***** Supplied material *****

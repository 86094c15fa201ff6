#![allow(dead_code)]

use messaging::{BackoffStrategy, InMemoryBus, MessageBus, RetryPolicy};
use microservice::ConsumerSettings;
use std::sync::Arc;
use std::time::Duration;

pub const STREAM: &str = "work";

/// Settings tuned for fast in-process tests: short pulls, immediate redelivery.
pub fn settings(service: &str) -> ConsumerSettings {
    ConsumerSettings::new(service, STREAM, format!("work.{}", service))
        .with_fetch_timeout(Duration::from_millis(50))
        .with_ack_wait(Duration::from_secs(5))
        .with_retry(RetryPolicy::immediate())
        .with_reconnect(3, BackoffStrategy::Fixed(Duration::from_millis(10)))
}

pub fn bus() -> (InMemoryBus, Arc<dyn MessageBus>) {
    let bus = InMemoryBus::new();
    let shared: Arc<dyn MessageBus> = Arc::new(bus.clone());
    (bus, shared)
}

/// Create the work stream up front so producers can publish before the pump binds.
pub async fn ensure_work_stream(bus: &InMemoryBus, settings: &ConsumerSettings) {
    bus.ensure_stream(&settings.stream_spec()).await.unwrap();
}

pub const TIMEOUT: Duration = Duration::from_secs(5);
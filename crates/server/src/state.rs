//! Application state

use std::sync::Arc;

use expense_assistant::{AssistantClient, BillValidator};
use expense_compliance::{ComplianceEngine, ComplianceResult, PolicyConfig};
use expense_inference::ModelRegistry;
use tracing::{info, warn};

use crate::config::ServerConfig;

/// Shared application state
#[derive(Clone)]
pub struct AppState {
    pub engine: Arc<ComplianceEngine>,
    pub models: Arc<ModelRegistry>,
    pub bill_validator: Option<Arc<dyn BillValidator>>,
    pub policy_fingerprint: Arc<str>,
}

impl AppState {
    pub fn new(
        engine: ComplianceEngine,
        models: ModelRegistry,
        bill_validator: Option<Arc<dyn BillValidator>>,
    ) -> ComplianceResult<Self> {
        let policy_fingerprint = engine.config().fingerprint()?;
        Ok(Self {
            engine: Arc::new(engine),
            models: Arc::new(models),
            bill_validator,
            policy_fingerprint: policy_fingerprint.into(),
        })
    }

    /// Load policy, models and assistant client from configuration
    pub fn from_config(config: &ServerConfig) -> anyhow::Result<Self> {
        let policy = match &config.policy_path {
            Some(path) => PolicyConfig::from_file(path)?,
            None => {
                info!("No policy file given, using built-in policy");
                PolicyConfig::default()
            }
        };

        let models = ModelRegistry::load_dir(&config.models_dir, config.model_names.as_slice())?;
        if models.is_empty() {
            warn!(dir = %config.models_dir.display(), "No models loaded");
        }

        let bill_validator = match &config.assistant {
            Some(assistant) => {
                let client = AssistantClient::new(assistant.clone())?;
                Some(Arc::new(client) as Arc<dyn BillValidator>)
            }
            None => {
                warn!("Assistant not configured, /validate is disabled");
                None
            }
        };

        let state = Self::new(ComplianceEngine::new(policy), models, bill_validator)?;
        info!(fingerprint = %state.policy_fingerprint, "Policy loaded");
        Ok(state)
    }
}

*****

# What is required
Print the material once more, exactly.

# Response area
repository 86094c15fa201ff6
#![allow(dead_code)]

use messaging::{BackoffStrategy, InMemoryBus, MessageBus, RetryPolicy};
use microservice::ConsumerSettings;
use std::sync::Arc;
use std::time::Duration;

pub const STREAM: &str = "work";

/// Settings tuned for fast in-process tests: short pulls, immediate redelivery.
pub fn settings(service: &str) -> ConsumerSettings {
    ConsumerSettings::new(service, STREAM, format!("work.{}", service))
        .with_fetch_timeout(Duration::from_millis(50))
        .with_ack_wait(Duration::from_secs(5))
        .with_retry(RetryPolicy::immediate())
        .with_reconnect(3, BackoffStrategy::Fixed(Duration::from_millis(10)))
}

pub fn bus() -> (InMemoryBus, Arc<dyn MessageBus>) {
    let bus = InMemoryBus::new();
    let shared: Arc<dyn MessageBus> = Arc::new(bus.clone());
    (bus, shared)
}

/// Create the work stream up front so producers can publish before the pump binds.
pub async fn ensure_work_stream(bus: &InMemoryBus, settings: &ConsumerSettings) {
    bus.ensure_stream(&settings.stream_spec()).await.unwrap();
}

pub const TIMEOUT: Duration = Duration::from_secs(5);
filename crates/server/src/state.rs
//! Application state

use std::sync::Arc;

use expense_assistant::{AssistantClient, BillValidator};
use expense_compliance::{ComplianceEngine, ComplianceResult, PolicyConfig};
use expense_inference::ModelRegistry;
use tracing::{info, warn};

use crate::config::ServerConfig;

/// Shared application state
#[derive(Clone)]
pub struct AppState {
    pub engine: Arc<ComplianceEngine>,
    pub models: Arc<ModelRegistry>,
    pub bill_validator: Option<Arc<dyn BillValidator>>,
    pub policy_fingerprint: Arc<str>,
}

impl AppState {
    pub fn new(
        engine: ComplianceEngine,
        models: ModelRegistry,
        bill_validator: Option<Arc<dyn BillValidator>>,
    ) -> ComplianceResult<Self> {
        let policy_fingerprint = engine.config().fingerprint()?;
        Ok(Self {
            engine: Arc::new(engine),
            models: Arc::new(models),
            bill_validator,
            policy_fingerprint: policy_fingerprint.into(),
        })
    }

    /// Load policy, models and assistant client from configuration
    pub fn from_config(config: &ServerConfig) -> anyhow::Result<Self> {
        let policy = match &config.policy_path {
            Some(path) => PolicyConfig::from_file(path)?,
            None => {
                info!("No policy file given, using built-in policy");
                PolicyConfig::default()
            }
        };

        let models = ModelRegistry::load_dir(&config.models_dir, config.model_names.as_slice())?;
        if models.is_empty() {
            warn!(dir = %config.models_dir.display(), "No models loaded");
        }

        let bill_validator = match &config.assistant {
            Some(assistant) => {
                let client = AssistantClient::new(assistant.clone())?;
                Some(Arc::new(client) as Arc<dyn BillValidator>)
            }
            None => {
                warn!("Assistant not configured, /validate is disabled");
                None
            }
        };

        let state = Self::new(ComplianceEngine::new(policy), models, bill_validator)?;
        info!(fingerprint = %state.policy_fingerprint, "Policy loaded");
        Ok(state)
    }
}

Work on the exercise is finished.